-------- EXERCISE DATA --------

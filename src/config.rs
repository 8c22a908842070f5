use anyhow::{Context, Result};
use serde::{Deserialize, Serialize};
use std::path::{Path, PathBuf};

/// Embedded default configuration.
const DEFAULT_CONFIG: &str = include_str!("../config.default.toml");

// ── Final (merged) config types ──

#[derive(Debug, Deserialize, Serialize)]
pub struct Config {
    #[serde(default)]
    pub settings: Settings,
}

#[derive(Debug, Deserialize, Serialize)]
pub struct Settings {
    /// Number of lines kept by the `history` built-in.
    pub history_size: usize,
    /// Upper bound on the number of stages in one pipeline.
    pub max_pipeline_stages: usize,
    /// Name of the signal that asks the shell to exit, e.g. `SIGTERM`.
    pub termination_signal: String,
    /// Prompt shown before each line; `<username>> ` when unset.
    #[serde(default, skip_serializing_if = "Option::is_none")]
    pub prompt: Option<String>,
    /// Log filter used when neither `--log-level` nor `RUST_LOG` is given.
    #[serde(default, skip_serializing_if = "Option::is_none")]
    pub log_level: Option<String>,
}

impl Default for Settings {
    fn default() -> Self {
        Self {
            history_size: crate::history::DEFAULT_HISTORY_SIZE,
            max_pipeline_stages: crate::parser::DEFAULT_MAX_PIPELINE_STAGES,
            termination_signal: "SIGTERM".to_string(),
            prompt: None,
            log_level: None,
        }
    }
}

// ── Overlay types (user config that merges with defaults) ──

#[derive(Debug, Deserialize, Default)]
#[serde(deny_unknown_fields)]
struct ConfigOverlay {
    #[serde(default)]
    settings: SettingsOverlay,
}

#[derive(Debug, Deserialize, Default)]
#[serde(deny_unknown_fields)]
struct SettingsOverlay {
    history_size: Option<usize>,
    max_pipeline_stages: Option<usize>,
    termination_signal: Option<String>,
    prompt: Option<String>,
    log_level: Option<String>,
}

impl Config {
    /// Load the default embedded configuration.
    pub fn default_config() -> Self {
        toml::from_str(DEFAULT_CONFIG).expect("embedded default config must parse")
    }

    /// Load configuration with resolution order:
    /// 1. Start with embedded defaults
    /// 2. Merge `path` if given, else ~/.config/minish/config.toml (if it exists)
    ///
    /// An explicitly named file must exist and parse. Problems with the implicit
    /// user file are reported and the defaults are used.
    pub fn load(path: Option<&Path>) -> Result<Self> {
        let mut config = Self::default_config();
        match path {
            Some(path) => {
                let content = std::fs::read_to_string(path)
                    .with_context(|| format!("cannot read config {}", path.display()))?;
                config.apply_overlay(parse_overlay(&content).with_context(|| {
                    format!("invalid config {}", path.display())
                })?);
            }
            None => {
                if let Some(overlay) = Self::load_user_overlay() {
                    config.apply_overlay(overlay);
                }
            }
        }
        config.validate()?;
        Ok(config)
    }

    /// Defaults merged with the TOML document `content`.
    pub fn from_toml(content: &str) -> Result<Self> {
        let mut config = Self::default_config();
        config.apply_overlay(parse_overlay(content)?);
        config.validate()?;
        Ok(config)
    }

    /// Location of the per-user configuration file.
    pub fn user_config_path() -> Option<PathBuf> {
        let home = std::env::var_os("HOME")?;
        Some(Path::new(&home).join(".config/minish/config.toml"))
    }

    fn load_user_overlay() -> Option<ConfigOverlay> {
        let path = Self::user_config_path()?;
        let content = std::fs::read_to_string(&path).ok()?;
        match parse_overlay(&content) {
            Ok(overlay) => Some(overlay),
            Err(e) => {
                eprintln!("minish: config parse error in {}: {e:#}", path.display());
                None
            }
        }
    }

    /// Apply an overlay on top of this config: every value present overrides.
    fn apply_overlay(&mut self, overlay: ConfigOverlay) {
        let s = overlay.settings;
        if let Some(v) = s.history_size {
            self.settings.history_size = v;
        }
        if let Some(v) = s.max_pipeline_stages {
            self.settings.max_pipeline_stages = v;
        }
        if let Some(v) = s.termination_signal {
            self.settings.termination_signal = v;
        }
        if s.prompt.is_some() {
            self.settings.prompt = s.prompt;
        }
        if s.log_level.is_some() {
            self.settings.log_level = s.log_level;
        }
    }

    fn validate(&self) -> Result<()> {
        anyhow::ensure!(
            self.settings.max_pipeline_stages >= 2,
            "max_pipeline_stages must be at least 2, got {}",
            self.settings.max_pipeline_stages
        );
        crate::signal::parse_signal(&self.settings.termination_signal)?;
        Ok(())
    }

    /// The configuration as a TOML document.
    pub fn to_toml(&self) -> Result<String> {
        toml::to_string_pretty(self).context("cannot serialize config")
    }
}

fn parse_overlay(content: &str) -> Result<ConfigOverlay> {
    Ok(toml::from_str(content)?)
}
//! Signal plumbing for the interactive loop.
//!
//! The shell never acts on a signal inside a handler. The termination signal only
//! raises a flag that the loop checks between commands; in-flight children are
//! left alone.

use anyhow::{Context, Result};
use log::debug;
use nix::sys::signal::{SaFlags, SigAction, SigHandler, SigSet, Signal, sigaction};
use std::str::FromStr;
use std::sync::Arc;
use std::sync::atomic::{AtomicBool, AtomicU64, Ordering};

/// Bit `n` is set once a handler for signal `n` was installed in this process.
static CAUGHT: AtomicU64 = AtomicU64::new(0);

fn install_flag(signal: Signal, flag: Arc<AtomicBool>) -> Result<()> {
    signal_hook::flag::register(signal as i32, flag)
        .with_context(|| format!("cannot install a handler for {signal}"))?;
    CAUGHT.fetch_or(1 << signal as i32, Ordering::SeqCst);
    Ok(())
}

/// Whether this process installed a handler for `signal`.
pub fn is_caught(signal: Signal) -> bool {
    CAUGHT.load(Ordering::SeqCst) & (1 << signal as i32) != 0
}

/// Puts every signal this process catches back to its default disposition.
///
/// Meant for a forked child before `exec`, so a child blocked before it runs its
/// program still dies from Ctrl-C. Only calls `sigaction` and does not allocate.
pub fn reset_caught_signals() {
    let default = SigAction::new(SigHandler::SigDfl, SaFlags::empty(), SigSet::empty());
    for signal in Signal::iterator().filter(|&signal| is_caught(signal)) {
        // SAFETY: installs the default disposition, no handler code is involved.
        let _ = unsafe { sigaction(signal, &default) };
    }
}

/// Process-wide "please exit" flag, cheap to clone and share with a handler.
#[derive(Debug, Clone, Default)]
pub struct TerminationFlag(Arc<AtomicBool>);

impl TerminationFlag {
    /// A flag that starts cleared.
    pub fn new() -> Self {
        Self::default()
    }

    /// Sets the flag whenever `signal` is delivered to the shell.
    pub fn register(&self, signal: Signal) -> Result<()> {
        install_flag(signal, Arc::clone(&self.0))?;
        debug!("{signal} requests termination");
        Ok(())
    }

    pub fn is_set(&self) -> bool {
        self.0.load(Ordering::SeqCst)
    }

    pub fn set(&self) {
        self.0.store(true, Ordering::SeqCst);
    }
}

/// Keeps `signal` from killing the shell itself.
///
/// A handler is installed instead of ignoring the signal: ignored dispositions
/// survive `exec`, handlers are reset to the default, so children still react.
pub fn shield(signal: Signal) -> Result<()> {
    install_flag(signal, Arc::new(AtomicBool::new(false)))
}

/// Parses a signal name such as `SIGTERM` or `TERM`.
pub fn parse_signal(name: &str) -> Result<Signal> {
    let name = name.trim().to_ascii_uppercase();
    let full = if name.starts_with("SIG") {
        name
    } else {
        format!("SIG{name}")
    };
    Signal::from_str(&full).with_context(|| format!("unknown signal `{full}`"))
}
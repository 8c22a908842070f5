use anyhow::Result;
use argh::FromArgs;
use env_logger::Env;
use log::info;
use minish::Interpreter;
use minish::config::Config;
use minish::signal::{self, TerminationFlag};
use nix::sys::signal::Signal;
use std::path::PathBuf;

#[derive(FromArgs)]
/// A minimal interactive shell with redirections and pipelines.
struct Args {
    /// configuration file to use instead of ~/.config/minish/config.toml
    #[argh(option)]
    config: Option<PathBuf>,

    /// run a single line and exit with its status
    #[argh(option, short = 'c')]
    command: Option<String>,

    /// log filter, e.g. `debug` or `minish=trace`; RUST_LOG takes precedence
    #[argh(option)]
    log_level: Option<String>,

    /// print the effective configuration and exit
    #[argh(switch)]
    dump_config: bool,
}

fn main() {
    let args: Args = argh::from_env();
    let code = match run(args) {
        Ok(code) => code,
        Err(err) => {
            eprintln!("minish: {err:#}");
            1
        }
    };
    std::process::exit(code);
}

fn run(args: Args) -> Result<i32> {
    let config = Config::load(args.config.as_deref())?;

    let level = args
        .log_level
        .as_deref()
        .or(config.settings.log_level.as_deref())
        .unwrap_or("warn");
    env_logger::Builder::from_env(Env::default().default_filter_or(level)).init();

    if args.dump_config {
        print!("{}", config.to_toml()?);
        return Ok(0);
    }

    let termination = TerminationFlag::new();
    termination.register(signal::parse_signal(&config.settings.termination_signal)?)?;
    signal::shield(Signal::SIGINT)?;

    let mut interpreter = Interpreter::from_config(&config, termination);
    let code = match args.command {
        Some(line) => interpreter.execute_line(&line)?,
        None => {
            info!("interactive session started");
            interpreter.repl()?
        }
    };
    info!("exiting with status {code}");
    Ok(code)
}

--------
-------- EXERCISE DATA --------

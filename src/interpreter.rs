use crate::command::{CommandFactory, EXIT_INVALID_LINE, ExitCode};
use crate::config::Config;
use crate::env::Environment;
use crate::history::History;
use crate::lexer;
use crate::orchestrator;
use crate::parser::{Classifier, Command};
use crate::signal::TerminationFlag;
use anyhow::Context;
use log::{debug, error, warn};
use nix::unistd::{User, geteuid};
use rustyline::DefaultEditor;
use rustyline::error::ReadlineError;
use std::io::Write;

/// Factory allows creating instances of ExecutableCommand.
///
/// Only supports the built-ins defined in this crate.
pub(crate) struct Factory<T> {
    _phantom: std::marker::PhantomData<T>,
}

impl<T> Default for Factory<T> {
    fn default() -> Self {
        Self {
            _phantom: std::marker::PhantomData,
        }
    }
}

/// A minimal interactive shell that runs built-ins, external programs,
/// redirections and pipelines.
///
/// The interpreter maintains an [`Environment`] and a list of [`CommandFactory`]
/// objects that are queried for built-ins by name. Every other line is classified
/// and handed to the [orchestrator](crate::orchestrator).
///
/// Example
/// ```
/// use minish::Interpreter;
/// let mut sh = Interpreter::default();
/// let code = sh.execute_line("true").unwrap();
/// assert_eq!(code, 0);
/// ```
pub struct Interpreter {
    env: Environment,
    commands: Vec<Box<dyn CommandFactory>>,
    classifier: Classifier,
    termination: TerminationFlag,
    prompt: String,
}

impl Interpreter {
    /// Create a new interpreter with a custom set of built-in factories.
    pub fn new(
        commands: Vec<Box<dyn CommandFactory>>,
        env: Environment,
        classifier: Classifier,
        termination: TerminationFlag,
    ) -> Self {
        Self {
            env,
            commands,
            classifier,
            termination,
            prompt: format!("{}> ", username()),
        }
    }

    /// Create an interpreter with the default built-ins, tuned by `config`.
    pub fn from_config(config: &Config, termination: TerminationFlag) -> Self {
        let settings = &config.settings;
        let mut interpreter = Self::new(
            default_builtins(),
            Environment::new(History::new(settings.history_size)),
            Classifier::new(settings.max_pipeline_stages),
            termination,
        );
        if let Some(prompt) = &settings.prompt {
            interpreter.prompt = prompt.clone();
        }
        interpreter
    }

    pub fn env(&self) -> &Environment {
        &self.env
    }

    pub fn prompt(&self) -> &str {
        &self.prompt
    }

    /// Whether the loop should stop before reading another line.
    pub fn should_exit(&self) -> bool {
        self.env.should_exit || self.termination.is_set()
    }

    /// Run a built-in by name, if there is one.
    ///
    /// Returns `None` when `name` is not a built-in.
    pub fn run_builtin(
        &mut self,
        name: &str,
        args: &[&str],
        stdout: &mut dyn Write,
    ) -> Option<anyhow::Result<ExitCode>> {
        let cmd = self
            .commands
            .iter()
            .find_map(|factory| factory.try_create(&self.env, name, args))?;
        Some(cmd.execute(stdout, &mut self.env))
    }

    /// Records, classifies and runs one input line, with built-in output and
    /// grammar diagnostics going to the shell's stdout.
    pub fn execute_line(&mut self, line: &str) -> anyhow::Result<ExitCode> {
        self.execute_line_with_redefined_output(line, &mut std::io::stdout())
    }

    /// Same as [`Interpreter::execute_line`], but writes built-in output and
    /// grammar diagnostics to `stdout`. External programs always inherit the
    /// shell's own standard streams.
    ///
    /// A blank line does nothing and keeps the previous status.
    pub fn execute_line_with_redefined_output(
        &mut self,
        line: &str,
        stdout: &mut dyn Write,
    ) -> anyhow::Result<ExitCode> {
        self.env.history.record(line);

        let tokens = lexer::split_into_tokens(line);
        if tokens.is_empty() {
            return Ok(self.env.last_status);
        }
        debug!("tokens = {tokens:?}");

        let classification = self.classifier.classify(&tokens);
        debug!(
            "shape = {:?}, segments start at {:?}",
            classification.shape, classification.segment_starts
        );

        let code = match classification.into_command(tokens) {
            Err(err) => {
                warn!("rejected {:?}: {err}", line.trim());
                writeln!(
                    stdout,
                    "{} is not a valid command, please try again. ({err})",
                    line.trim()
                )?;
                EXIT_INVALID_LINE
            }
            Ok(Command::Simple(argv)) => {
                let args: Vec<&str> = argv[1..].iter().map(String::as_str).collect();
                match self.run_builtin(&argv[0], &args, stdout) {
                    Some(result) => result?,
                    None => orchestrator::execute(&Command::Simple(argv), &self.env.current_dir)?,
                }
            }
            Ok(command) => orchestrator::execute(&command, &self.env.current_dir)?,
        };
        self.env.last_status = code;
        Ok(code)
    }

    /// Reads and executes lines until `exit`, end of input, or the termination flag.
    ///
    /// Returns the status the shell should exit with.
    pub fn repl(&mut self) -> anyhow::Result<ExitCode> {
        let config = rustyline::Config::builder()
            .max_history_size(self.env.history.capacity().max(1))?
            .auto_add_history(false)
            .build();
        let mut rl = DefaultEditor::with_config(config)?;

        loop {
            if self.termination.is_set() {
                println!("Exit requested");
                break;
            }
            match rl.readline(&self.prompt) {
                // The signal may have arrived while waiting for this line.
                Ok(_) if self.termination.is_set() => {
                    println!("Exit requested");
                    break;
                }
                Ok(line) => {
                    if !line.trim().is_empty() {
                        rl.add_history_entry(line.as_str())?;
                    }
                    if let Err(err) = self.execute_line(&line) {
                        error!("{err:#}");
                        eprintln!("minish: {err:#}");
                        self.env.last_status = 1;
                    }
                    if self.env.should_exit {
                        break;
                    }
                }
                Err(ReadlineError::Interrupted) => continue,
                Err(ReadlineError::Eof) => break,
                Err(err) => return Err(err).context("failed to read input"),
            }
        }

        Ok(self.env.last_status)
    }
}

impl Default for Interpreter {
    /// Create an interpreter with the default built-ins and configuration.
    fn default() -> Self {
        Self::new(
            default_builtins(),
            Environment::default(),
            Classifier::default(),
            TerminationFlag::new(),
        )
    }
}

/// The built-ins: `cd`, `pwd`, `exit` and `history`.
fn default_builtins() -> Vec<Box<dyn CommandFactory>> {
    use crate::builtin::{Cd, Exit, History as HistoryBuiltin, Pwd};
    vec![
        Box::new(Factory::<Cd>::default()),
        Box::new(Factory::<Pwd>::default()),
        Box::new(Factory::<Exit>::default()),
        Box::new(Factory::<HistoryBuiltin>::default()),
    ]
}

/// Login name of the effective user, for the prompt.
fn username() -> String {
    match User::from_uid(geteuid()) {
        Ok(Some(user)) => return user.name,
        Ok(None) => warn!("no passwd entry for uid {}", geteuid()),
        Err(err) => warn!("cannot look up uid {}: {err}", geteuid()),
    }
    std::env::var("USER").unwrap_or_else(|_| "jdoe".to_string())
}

--------

▸ **WORK ITEM**:
Look through the entries. Copy out each line with "marker" in it.

▸ **SOLUTION BELOW**:
    _phantom: std::marker::PhantomData<T>,
            _phantom: std::marker::PhantomData,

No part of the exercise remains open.